The Primary Catchment of the study area showing the Köppen-Geiger climatic classifications (Beck et al., 2018). The catchment straddles the semi-desert region of the Great Karroo (the north portion) and Little Karoo (the inter-mountain portion in where the town of Ladismith is found). The Köppen-Geiger provides an indication of the environmental boundaries in terms of precipitation and heat, with the study area being dominated by low precipitation and mixture of hot and cold temperatures. As a result, there are few perennial rivers and no naturally occurring surface water bodies. At present the catchment is dominated by cold desert conditions (pink shading). Source: Beck et al. (2018).

Ladismith Rainfall Timeseries in mm/year from 1900 until 2019. Drought years are identified as annual rainfall below the precipitation trendline (red dotted line). The latest drought (2015–2019) is highlighted in grey. Source: South African Weather Service.
Despite the familiarity with extreme weather events, the 2015–2019 meteorological drought (Figure 7, grey bar) constituted an unprecedented shock for the local population. Most of the farmers in the area describe this drought as the worst they have ever experienced 11 . Media headlines have depicted the study area as stricken or ravaged by the latest drought (Charlers, 2019; Felem, 2018).

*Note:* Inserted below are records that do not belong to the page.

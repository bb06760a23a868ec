//! # Account Ledger
//!
//! ## States
//!
//! ```text
//! NoRecord ──submit──▶ HasRecord ──submit──▶ HasRecord
//! ```
//!
//! `NoRecord` is the absence of an entry. `HasRecord` is entered by the
//! first committed submission and never left. Every later submission
//! replaces the record wholesale.

use std::collections::BTreeMap;

use ecs_core::{Address, Ebool, Euint32};
use serde::{Deserialize, Serialize};
use thiserror::Error;

/// Encrypted scoring state of one account.
#[derive(Debug, Clone, Copy, PartialEq, Eq, Serialize, Deserialize)]
pub struct AccountRecord {
    /// Always `true` for a stored record.
    pub has_submitted: bool,
    /// Prior score used by the latest submission.
    pub last_score: Euint32,
    /// Score computed by the latest submission.
    pub current_score: Euint32,
    /// `current_score >= threshold` at the time of the latest submission.
    pub qualification: Ebool,
}

impl AccountRecord {
    /// A freshly computed record.
    pub fn new(last_score: Euint32, current_score: Euint32, qualification: Ebool) -> Self {
        Self {
            has_submitted: true,
            last_score,
            current_score,
            qualification,
        }
    }
}

/// Lifecycle state of an account.
#[derive(Debug, Clone, Copy, PartialEq, Eq, Hash, Serialize, Deserialize)]
#[serde(rename_all = "SCREAMING_SNAKE_CASE")]
pub enum AccountState {
    /// Never submitted.
    NoRecord,
    /// At least one committed submission.
    HasRecord,
}

impl std::fmt::Display for AccountState {
    fn fmt(&self, f: &mut std::fmt::Formatter<'_>) -> std::fmt::Result {
        f.write_str(match self {
            Self::NoRecord => "NO_RECORD",
            Self::HasRecord => "HAS_RECORD",
        })
    }
}

/// Outcome of a ledger write.
#[derive(Debug, Clone, Copy, PartialEq, Eq, Serialize, Deserialize)]
pub struct AccountTransition {
    /// The account written.
    pub account: Address,
    /// State before the write.
    pub from: AccountState,
    /// State after the write.
    pub to: AccountState,
}

impl AccountTransition {
    /// Whether this write created the record.
    pub fn is_first(&self) -> bool {
        self.from == AccountState::NoRecord
    }
}

/// Ledger errors.
#[derive(Error, Debug, Clone, PartialEq, Eq)]
pub enum LedgerError {
    /// The account has never submitted.
    #[error("no credit record for {account}")]
    NoRecord {
        /// The queried account.
        account: Address,
    },
}

/// All account records.
#[derive(Debug, Clone, Default, PartialEq, Eq, Serialize, Deserialize)]
pub struct AccountLedger {
    records: BTreeMap<Address, AccountRecord>,
}

impl AccountLedger {
    /// An empty ledger.
    pub fn new() -> Self {
        Self::default()
    }

    /// Current state of `account`.
    pub fn state(&self, account: &Address) -> AccountState {
        if self.records.contains_key(account) {
            AccountState::HasRecord
        } else {
            AccountState::NoRecord
        }
    }

    /// Whether `account` has a record.
    pub fn has_record(&self, account: &Address) -> bool {
        self.records.contains_key(account)
    }

    /// The record of `account`, if any.
    pub fn get(&self, account: &Address) -> Option<&AccountRecord> {
        self.records.get(account)
    }

    /// The record of `account`, or `NoRecord`.
    pub fn require(&self, account: &Address) -> Result<&AccountRecord, LedgerError> {
        self.records
            .get(account)
            .ok_or(LedgerError::NoRecord { account: *account })
    }

    /// Replace the record of `account`.
    pub fn write(&mut self, account: Address, record: AccountRecord) -> AccountTransition {
        let from = self.state(&account);
        self.records.insert(account, record);
        AccountTransition {
            account,
            from,
            to: AccountState::HasRecord,
        }
    }

    /// Number of accounts with a record.
    pub fn len(&self) -> usize {
        self.records.len()
    }

    /// Whether no account has submitted.
    pub fn is_empty(&self) -> bool {
        self.records.is_empty()
    }

    /// Accounts in address order.
    pub fn accounts(&self) -> impl Iterator<Item = &Address> {
        self.records.keys()
    }
}

#[cfg(test)]
mod tests {
    use super::*;
    use ecs_core::{ChainId, CiphertextHandle, FheType, Sha256Accumulator, COMPUTED_INDEX};

    fn handle(tag: &str, ty: FheType) -> CiphertextHandle {
        let mut acc = Sha256Accumulator::new();
        acc.update(tag.as_bytes());
        CiphertextHandle::compose(&acc.finalize(), COMPUTED_INDEX, ChainId::LOCAL, ty)
    }

    fn record(tag: &str) -> AccountRecord {
        AccountRecord::new(
            Euint32::try_from_handle(handle(&format!("{tag}-last"), FheType::Uint32)).unwrap(),
            Euint32::try_from_handle(handle(&format!("{tag}-cur"), FheType::Uint32)).unwrap(),
            Ebool::try_from_handle(handle(&format!("{tag}-q"), FheType::Bool)).unwrap(),
        )
    }

    #[test]
    fn test_new_account_has_no_record() {
        let ledger = AccountLedger::new();
        let alice = Address::from_label("alice");
        assert_eq!(ledger.state(&alice), AccountState::NoRecord);
        assert!(!ledger.has_record(&alice));
        assert_eq!(
            ledger.require(&alice).unwrap_err(),
            LedgerError::NoRecord { account: alice }
        );
    }

    #[test]
    fn test_first_write_creates_record() {
        let mut ledger = AccountLedger::new();
        let alice = Address::from_label("alice");
        let t = ledger.write(alice, record("a"));
        assert!(t.is_first());
        assert_eq!(t.to, AccountState::HasRecord);
        assert!(ledger.require(&alice).unwrap().has_submitted);
    }

    #[test]
    fn test_second_write_replaces_wholesale() {
        let mut ledger = AccountLedger::new();
        let alice = Address::from_label("alice");
        ledger.write(alice, record("a"));
        let t = ledger.write(alice, record("b"));
        assert!(!t.is_first());
        assert_eq!(t.from, AccountState::HasRecord);
        assert_eq!(*ledger.require(&alice).unwrap(), record("b"));
        assert_eq!(ledger.len(), 1);
    }

    #[test]
    fn test_accounts_are_independent() {
        let mut ledger = AccountLedger::new();
        ledger.write(Address::from_label("alice"), record("a"));
        assert!(!ledger.has_record(&Address::from_label("bob")));
        assert_eq!(ledger.accounts().count(), 1);
    }

    #[test]
    fn test_ledger_serialization() {
        let mut ledger = AccountLedger::new();
        ledger.write(Address::from_label("alice"), record("a"));
        let json = serde_json::to_string(&ledger).unwrap();
        let back: AccountLedger = serde_json::from_str(&json).unwrap();
        assert_eq!(back, ledger);
    }

    #[test]
    fn test_state_display() {
        assert_eq!(AccountState::NoRecord.to_string(), "NO_RECORD");
        assert_eq!(AccountState::HasRecord.to_string(), "HAS_RECORD");
    }
}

However, hydroclimatological explanations of drought hazard indicate that a meteorological drought does not always result in a socioecological crisis. As discussed in the section Hydroclimatological understandings of drought, a meteorological drought will propagate into a soil moisture drought, evolve into a hydrological drought and eventually produce a socioecological crisis only when affecting a vulnerable environment. Thus, the propagation of a drought hazard event into such a dire socioecological crisis can only be explained by considering the historical processes that have co-produced Ladismith’s socioecological vulnerability.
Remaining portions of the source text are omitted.